## Problem requirements
Copy exactly the lines of the data below that run from the line holding "pub fn working_dir(&self)" through the line holding "impl fmt::Display for", both ends included.

## Information shown
+---+

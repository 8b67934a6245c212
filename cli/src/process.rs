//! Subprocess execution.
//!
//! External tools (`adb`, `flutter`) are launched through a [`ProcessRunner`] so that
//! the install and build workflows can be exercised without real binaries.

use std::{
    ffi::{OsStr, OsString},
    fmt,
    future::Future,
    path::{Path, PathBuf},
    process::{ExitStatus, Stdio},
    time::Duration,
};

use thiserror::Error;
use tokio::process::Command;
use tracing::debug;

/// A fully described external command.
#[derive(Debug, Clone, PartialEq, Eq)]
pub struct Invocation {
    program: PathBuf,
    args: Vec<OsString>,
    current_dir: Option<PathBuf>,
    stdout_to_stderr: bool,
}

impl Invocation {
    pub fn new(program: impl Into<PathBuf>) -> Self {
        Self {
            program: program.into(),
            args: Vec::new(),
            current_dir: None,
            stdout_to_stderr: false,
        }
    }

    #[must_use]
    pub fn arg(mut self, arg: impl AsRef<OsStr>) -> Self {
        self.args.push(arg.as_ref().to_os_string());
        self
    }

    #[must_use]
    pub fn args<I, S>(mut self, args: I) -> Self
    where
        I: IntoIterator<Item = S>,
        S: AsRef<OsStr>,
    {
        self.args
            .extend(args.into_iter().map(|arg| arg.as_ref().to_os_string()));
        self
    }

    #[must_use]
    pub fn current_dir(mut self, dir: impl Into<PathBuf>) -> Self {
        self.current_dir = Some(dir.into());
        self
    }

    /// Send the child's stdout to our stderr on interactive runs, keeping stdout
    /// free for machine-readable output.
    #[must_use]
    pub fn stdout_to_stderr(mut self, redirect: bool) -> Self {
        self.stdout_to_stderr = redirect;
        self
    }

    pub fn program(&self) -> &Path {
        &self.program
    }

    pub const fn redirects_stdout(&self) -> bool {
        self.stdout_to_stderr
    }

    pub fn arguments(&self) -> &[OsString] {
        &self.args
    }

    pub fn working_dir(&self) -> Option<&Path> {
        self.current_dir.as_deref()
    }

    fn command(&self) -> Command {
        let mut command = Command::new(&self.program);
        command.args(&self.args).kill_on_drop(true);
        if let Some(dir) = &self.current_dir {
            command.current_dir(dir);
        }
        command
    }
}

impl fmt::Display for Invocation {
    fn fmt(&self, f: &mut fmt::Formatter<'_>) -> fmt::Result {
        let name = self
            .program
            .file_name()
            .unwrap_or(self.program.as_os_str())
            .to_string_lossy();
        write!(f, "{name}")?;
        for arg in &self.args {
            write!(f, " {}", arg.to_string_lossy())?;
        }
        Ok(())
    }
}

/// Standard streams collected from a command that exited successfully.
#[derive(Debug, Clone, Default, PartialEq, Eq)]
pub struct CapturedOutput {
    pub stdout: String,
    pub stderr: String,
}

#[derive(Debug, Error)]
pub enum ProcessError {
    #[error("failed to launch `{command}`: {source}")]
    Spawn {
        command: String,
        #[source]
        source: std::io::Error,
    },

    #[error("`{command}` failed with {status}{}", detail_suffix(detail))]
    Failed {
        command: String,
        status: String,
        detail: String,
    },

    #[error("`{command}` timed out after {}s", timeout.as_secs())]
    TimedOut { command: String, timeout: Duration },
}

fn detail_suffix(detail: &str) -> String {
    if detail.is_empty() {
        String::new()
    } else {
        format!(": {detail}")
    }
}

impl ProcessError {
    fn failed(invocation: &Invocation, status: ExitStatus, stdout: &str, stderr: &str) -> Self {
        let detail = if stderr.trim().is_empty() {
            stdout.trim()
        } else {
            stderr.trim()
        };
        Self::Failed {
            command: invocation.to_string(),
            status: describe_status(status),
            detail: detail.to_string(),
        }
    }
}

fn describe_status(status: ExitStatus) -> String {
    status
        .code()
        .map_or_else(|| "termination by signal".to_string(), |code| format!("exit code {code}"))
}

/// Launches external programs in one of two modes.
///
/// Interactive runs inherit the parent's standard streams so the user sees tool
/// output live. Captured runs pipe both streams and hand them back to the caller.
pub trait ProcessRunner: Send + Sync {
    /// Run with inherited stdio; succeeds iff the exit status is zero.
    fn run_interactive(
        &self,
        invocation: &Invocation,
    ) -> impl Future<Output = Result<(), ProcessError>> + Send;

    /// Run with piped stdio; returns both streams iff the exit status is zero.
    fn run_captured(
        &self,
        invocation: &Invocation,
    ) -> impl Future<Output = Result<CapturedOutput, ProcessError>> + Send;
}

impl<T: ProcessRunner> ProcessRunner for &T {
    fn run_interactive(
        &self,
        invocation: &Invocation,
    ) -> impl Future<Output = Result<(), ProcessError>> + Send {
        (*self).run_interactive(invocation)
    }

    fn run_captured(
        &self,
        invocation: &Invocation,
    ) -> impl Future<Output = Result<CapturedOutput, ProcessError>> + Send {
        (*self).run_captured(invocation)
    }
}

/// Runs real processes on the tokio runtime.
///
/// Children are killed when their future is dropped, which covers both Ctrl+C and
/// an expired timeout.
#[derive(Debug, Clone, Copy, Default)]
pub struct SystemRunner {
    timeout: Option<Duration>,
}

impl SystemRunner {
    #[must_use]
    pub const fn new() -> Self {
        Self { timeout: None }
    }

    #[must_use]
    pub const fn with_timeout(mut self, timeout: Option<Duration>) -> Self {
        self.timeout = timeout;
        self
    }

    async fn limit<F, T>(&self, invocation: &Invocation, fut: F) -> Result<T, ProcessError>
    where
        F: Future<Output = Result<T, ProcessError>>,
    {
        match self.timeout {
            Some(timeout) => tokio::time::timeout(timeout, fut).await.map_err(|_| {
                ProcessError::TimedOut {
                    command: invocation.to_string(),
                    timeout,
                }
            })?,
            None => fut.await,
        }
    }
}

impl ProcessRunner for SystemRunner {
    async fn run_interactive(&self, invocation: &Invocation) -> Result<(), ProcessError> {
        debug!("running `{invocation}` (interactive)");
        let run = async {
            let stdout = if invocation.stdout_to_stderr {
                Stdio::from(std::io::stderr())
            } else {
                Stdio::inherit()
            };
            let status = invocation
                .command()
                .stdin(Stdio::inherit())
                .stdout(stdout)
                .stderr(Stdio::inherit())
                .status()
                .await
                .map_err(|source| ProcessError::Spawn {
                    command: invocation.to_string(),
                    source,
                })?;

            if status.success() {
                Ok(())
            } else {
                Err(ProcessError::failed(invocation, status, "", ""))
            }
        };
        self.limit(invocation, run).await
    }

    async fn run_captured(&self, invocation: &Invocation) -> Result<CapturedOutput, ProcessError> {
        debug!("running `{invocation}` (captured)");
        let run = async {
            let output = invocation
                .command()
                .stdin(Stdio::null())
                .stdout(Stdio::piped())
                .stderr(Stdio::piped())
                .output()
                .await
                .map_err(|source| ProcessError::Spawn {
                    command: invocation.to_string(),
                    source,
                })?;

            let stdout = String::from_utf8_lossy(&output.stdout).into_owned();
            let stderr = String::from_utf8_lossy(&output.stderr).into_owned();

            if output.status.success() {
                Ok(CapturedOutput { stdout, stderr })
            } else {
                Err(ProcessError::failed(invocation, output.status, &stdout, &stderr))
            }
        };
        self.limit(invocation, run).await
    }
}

+---+

## Answer to the problem
    pub fn working_dir(&self) -> Option<&Path> {
        self.current_dir.as_deref()
    }

    fn command(&self) -> Command {
        let mut command = Command::new(&self.program);
        command.args(&self.args).kill_on_drop(true);
        if let Some(dir) = &self.current_dir {
            command.current_dir(dir);
        }
        command
    }
}

impl fmt::Display for Invocation {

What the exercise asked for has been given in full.